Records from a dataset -

_ _ _ _ _

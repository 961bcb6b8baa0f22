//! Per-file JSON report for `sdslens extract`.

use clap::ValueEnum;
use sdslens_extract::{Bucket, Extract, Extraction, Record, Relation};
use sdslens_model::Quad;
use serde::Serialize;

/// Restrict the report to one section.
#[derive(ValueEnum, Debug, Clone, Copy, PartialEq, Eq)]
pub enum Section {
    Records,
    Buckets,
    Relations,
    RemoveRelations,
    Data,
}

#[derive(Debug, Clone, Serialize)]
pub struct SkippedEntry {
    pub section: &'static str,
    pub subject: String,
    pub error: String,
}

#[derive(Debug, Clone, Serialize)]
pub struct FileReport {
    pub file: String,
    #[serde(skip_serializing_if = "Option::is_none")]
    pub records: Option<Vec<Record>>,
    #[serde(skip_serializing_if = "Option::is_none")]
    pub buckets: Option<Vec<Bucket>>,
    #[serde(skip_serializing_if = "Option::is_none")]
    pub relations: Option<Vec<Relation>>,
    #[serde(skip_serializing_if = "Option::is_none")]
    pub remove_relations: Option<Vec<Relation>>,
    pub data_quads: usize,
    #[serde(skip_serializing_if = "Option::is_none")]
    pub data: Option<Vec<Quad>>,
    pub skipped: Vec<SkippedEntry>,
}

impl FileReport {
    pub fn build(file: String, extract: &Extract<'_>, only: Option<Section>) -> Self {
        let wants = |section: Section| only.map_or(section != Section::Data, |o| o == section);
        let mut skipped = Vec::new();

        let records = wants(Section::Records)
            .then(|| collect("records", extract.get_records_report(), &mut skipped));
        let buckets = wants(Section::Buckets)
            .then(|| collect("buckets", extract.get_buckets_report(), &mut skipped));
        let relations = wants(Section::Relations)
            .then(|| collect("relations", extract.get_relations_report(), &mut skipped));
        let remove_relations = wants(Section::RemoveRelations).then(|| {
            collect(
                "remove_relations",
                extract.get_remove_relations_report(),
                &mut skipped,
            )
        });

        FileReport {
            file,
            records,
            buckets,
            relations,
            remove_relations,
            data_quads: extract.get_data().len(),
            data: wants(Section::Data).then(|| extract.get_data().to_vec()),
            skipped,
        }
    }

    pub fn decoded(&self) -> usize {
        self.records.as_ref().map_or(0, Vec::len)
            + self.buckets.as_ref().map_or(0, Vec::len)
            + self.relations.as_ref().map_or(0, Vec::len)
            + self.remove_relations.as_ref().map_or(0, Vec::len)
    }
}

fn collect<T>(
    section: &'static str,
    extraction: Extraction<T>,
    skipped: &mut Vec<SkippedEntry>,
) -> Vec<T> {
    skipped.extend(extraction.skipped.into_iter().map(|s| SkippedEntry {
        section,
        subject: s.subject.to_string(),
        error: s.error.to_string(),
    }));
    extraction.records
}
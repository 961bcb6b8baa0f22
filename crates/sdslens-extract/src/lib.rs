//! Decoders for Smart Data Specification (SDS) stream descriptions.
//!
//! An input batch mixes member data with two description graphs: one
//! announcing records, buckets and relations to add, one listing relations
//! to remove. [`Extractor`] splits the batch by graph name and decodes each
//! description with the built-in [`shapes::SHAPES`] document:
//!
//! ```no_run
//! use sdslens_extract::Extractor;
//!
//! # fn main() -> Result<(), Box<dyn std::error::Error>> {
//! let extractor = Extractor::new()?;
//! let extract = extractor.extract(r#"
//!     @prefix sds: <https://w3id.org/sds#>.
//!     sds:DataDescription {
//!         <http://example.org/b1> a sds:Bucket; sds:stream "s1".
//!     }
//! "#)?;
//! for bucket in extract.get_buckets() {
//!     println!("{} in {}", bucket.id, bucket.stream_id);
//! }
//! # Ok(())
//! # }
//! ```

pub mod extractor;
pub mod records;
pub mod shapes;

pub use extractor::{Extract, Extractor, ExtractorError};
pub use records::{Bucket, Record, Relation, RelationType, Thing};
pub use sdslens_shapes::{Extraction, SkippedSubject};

_ _ _ _ _

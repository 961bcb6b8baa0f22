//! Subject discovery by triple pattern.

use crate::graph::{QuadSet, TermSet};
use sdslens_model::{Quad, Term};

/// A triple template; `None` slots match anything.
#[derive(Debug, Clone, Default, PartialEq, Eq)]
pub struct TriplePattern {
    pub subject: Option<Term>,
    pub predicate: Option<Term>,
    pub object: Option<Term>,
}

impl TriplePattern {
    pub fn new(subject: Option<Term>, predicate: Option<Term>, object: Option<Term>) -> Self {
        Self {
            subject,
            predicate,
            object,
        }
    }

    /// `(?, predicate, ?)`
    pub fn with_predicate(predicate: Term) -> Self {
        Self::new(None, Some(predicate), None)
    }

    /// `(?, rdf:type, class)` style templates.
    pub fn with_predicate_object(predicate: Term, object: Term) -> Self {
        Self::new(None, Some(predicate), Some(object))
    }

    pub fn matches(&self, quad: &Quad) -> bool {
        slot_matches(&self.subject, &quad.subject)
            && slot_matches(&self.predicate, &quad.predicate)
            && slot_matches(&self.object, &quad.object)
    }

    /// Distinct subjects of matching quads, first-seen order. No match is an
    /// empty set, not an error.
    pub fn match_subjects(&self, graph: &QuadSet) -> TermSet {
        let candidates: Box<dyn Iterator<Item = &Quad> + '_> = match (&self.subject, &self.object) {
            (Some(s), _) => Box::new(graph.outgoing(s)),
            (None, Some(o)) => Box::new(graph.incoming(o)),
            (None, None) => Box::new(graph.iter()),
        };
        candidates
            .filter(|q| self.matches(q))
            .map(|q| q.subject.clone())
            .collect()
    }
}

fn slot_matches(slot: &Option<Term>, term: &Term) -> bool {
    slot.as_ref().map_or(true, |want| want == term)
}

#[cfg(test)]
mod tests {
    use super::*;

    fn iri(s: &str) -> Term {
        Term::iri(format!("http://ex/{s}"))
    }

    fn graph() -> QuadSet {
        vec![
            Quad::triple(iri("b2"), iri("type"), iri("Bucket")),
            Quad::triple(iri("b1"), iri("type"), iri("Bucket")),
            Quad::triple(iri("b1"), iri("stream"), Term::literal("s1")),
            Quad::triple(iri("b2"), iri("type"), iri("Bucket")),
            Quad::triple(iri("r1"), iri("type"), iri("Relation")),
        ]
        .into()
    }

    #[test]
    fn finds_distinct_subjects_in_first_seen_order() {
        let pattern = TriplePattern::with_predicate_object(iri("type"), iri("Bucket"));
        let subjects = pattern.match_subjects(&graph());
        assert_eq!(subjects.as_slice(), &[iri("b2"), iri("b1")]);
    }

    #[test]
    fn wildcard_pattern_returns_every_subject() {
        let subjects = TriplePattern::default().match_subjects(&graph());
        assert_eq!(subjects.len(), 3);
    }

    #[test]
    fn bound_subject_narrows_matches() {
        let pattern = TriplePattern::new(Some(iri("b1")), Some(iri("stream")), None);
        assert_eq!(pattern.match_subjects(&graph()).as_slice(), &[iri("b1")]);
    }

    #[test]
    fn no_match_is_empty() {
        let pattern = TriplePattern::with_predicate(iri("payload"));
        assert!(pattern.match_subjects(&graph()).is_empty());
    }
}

_ _ _ _ _

What to do -
The answer must consist of every line from the data that contains the word "derive".

Reply -
#[derive(ValueEnum, Debug, Clone, Copy, PartialEq, Eq)]
#[derive(Debug, Clone, Serialize)]
#[derive(Debug, Clone, Serialize)]
#[derive(Debug, Clone, Default, PartialEq, Eq)]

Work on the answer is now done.